The Credit Crisis Spreads -- December 2010
The credit crisis is escalating as expected. Back in January 2010, when
ratings agency Moody's bestowed "investment grade" status on a widely
followed index of sovereign bonds, The European Financial Forecast
argued that a renewed Primary-degree decline would in fact aim the
credit crisis directly at this critical new realm. Our case for the
looming sovereign debt debacle rested primarily on two pieces of
evidence: (1) Primary wave 3 (circled) had begun in Europe's peripheral
markets, and (2) premiums for credit-default swaps on European
sovereigns (think of an insurance policy against a national default)
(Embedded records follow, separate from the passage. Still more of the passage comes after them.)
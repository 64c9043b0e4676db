//! Strided pixel buffer views.
//!
//! A [`PixelBuffer`] is a borrowed, mutable window into caller-owned image
//! memory: base slice, stride, pixel format, and the rectangle of pixels a
//! filter is allowed to touch. It owns nothing, allocates nothing, and is
//! discarded when the filter call returns.
//!
//! Geometry is the caller's responsibility (the rectangle must already be
//! clipped to the image and the format validated); the constructor verifies
//! it with `debug_assert!` only, so debug and test builds fail fast while
//! release builds run at raw-indexing speed.

use rayon::prelude::*;

use crate::pixel::PixelFormat;

/// A rectangle of pixels, in pixel (not byte) units.
#[derive(Debug, Clone, Copy, PartialEq, Eq)]
pub struct Rect {
    pub left: usize,
    pub top: usize,
    pub width: usize,
    pub height: usize,
}

impl Rect {
    pub const fn new(left: usize, top: usize, width: usize, height: usize) -> Self {
        Rect { left, top, width, height }
    }
}

/// Mutable view over an interleaved, row-padded pixel buffer.
///
/// `stride` is the distance in bytes between row starts and may exceed
/// `width * bytes_per_pixel` due to padding; padding bytes are never read
/// or written through this view.
pub struct PixelBuffer<'a> {
    data: &'a mut [u8],
    stride: usize,
    format: PixelFormat,
    region: Rect,
}

impl<'a> PixelBuffer<'a> {
    /// Wrap caller-owned bytes.
    ///
    /// # Arguments
    /// * `data` - The image bytes, starting at row 0 of the full image
    /// * `stride` - Bytes per row of the full image
    /// * `format` - Channel layout of the buffer
    /// * `region` - Target rectangle, already clipped to the image bounds
    pub fn new(data: &'a mut [u8], stride: usize, format: PixelFormat, region: Rect) -> Self {
        let px = format.bytes_per_pixel();
        debug_assert!(
            stride >= (region.left + region.width) * px,
            "stride {} too small for region ending at column {}",
            stride,
            region.left + region.width
        );
        if region.width > 0 && region.height > 0 {
            let last_byte = (region.top + region.height - 1) * stride
                + (region.left + region.width) * px;
            debug_assert!(
                data.len() >= last_byte,
                "buffer of {} bytes cannot hold region (needs {})",
                data.len(),
                last_byte
            );
        }
        PixelBuffer { data, stride, format, region }
    }

    pub fn format(&self) -> PixelFormat {
        self.format
    }

    pub fn stride(&self) -> usize {
        self.stride
    }

    pub fn region(&self) -> Rect {
        self.region
    }

    /// Byte range of the region within one row slice.
    fn row_span(&self) -> (usize, usize) {
        let px = self.format.bytes_per_pixel();
        let start = self.region.left * px;
        (start, start + self.region.width * px)
    }

    /// Iterate the region's rows, each sliced to exactly the region's pixels.
    pub fn rows_mut(&mut self) -> impl Iterator<Item = &mut [u8]> + '_ {
        let (begin, end) = self.row_span();
        let skip = (self.region.top * self.stride).min(self.data.len());
        self.data[skip..]
            .chunks_mut(self.stride.max(1))
            .take(self.region.height)
            .map(move |row| &mut row[begin..end])
    }

    /// Parallel variant of [`rows_mut`](Self::rows_mut): the same disjoint
    /// row slices, distributed over the rayon pool.
    pub fn par_rows_mut(&mut self) -> impl IndexedParallelIterator<Item = &mut [u8]> + '_ {
        let (begin, end) = self.row_span();
        let skip = (self.region.top * self.stride).min(self.data.len());
        self.data[skip..]
            .par_chunks_mut(self.stride.max(1))
            .take(self.region.height)
            .map(move |row| &mut row[begin..end])
    }

    /// Borrow one pixel's bytes; `x`/`y` are relative to the region origin.
    pub fn pixel(&self, x: usize, y: usize) -> &[u8] {
        let off = self.pixel_offset(x, y);
        &self.data[off..off + self.format.bytes_per_pixel()]
    }

    /// Mutable variant of [`pixel`](Self::pixel).
    pub fn pixel_mut(&mut self, x: usize, y: usize) -> &mut [u8] {
        let off = self.pixel_offset(x, y);
        let px = self.format.bytes_per_pixel();
        &mut self.data[off..off + px]
    }

    fn pixel_offset(&self, x: usize, y: usize) -> usize {
        debug_assert!(x < self.region.width, "x {} outside region width {}", x, self.region.width);
        debug_assert!(y < self.region.height, "y {} outside region height {}", y, self.region.height);
        (self.region.top + y) * self.stride + (self.region.left + x) * self.format.bytes_per_pixel()
    }
}

#[cfg(test)]
mod tests {
    use super::*;

    #[test]
    fn test_rows_cover_exactly_the_region() {
        // 4x3 image, 3 bytes/pixel, 2 padding bytes per row.
        let stride = 4 * 3 + 2;
        let mut data = vec![0u8; stride * 3];
        let mut view = PixelBuffer::new(
            &mut data,
            stride,
            PixelFormat::Rgb24,
            Rect::new(1, 1, 2, 2),
        );

        for row in view.rows_mut() {
            assert_eq!(row.len(), 2 * 3);
            row.fill(0xFF);
        }

        // Rows 1 and 2, columns 1 and 2 are written; everything else is 0.
        for y in 0..3 {
            for x in 0..4 {
                let off = y * stride + x * 3;
                let expected = if (1..=2).contains(&y) && (1..=2).contains(&x) { 0xFF } else { 0 };
                assert_eq!(data[off], expected, "pixel ({}, {})", x, y);
            }
        }
        // Padding bytes untouched.
        for y in 0..3 {
            assert_eq!(&data[y * stride + 12..y * stride + 14], &[0, 0]);
        }
    }

    #[test]
    fn test_pixel_accessor_offsets() {
        let stride = 3 * 4;
        let mut data = vec![0u8; stride * 2];
        let mut view = PixelBuffer::new(
            &mut data,
            stride,
            PixelFormat::Rgba32,
            Rect::new(1, 0, 2, 2),
        );

        view.pixel_mut(0, 1).copy_from_slice(&[1, 2, 3, 4]);
        assert_eq!(view.pixel(0, 1), &[1, 2, 3, 4]);
        // Region origin is (1, 0), so that pixel is image pixel (1, 1).
        assert_eq!(&data[stride + 4..stride + 8], &[1, 2, 3, 4]);
    }

    #[test]
    fn test_empty_region_has_no_rows() {
        let mut data = vec![0u8; 12];
        let mut view = PixelBuffer::new(
            &mut data,
            12,
            PixelFormat::Rgb24,
            Rect::new(0, 0, 4, 0),
        );
        assert_eq!(view.rows_mut().count(), 0);
    }
}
were already signaling the next phase of the crisis by surpassing their
2008-09 price extremes. The February 2010 issue of EFF published a
chart showing rising Greek, Spanish and Italian swaps and offered this
description of how Europe's credit crunch would escalate: "The theme
during Primary wave 1 (circled) was default at the individual,
corporate and quasi-government level. The theme for Primary wave 3
(circled) will be default at the sovereign level."
Today, the credit crunch is clearly angling itself
away from mere corporations and toward whole countries. On November 15,
Bloomberg announced the escalation with this headline:
Companies Safer Than Sovereigns as
Crisis Cracks 'Old Order'
-- Bloomberg, November 15, 2010
London credit strategist Greg Venizelos tells
Bloomberg that the "old order" was the one where investors believed
large sovereign nations to be better credit risks than corporate
borrowers. However, debt is being repriced, he says, and today
"corporates are now better credit quality than sovereigns in the
periphery." Indeed, swaps on Italian government bonds are more
expensive than 75% of the Italian companies contained in the iTraxx
Europe Index of European corporations. In Spain, traders deem Spanish
sovereign debt to be riskier than all six Spanish companies in the
index. Even in the supposedly safe core European country of France,
5-year swaps tied to French government bonds climbed to an all-time
high of 105 basis points in November. At that level, more than half of
the 25 French companies in the iTraxx index trade tighter than the
French sovereign, according to Bloomberg.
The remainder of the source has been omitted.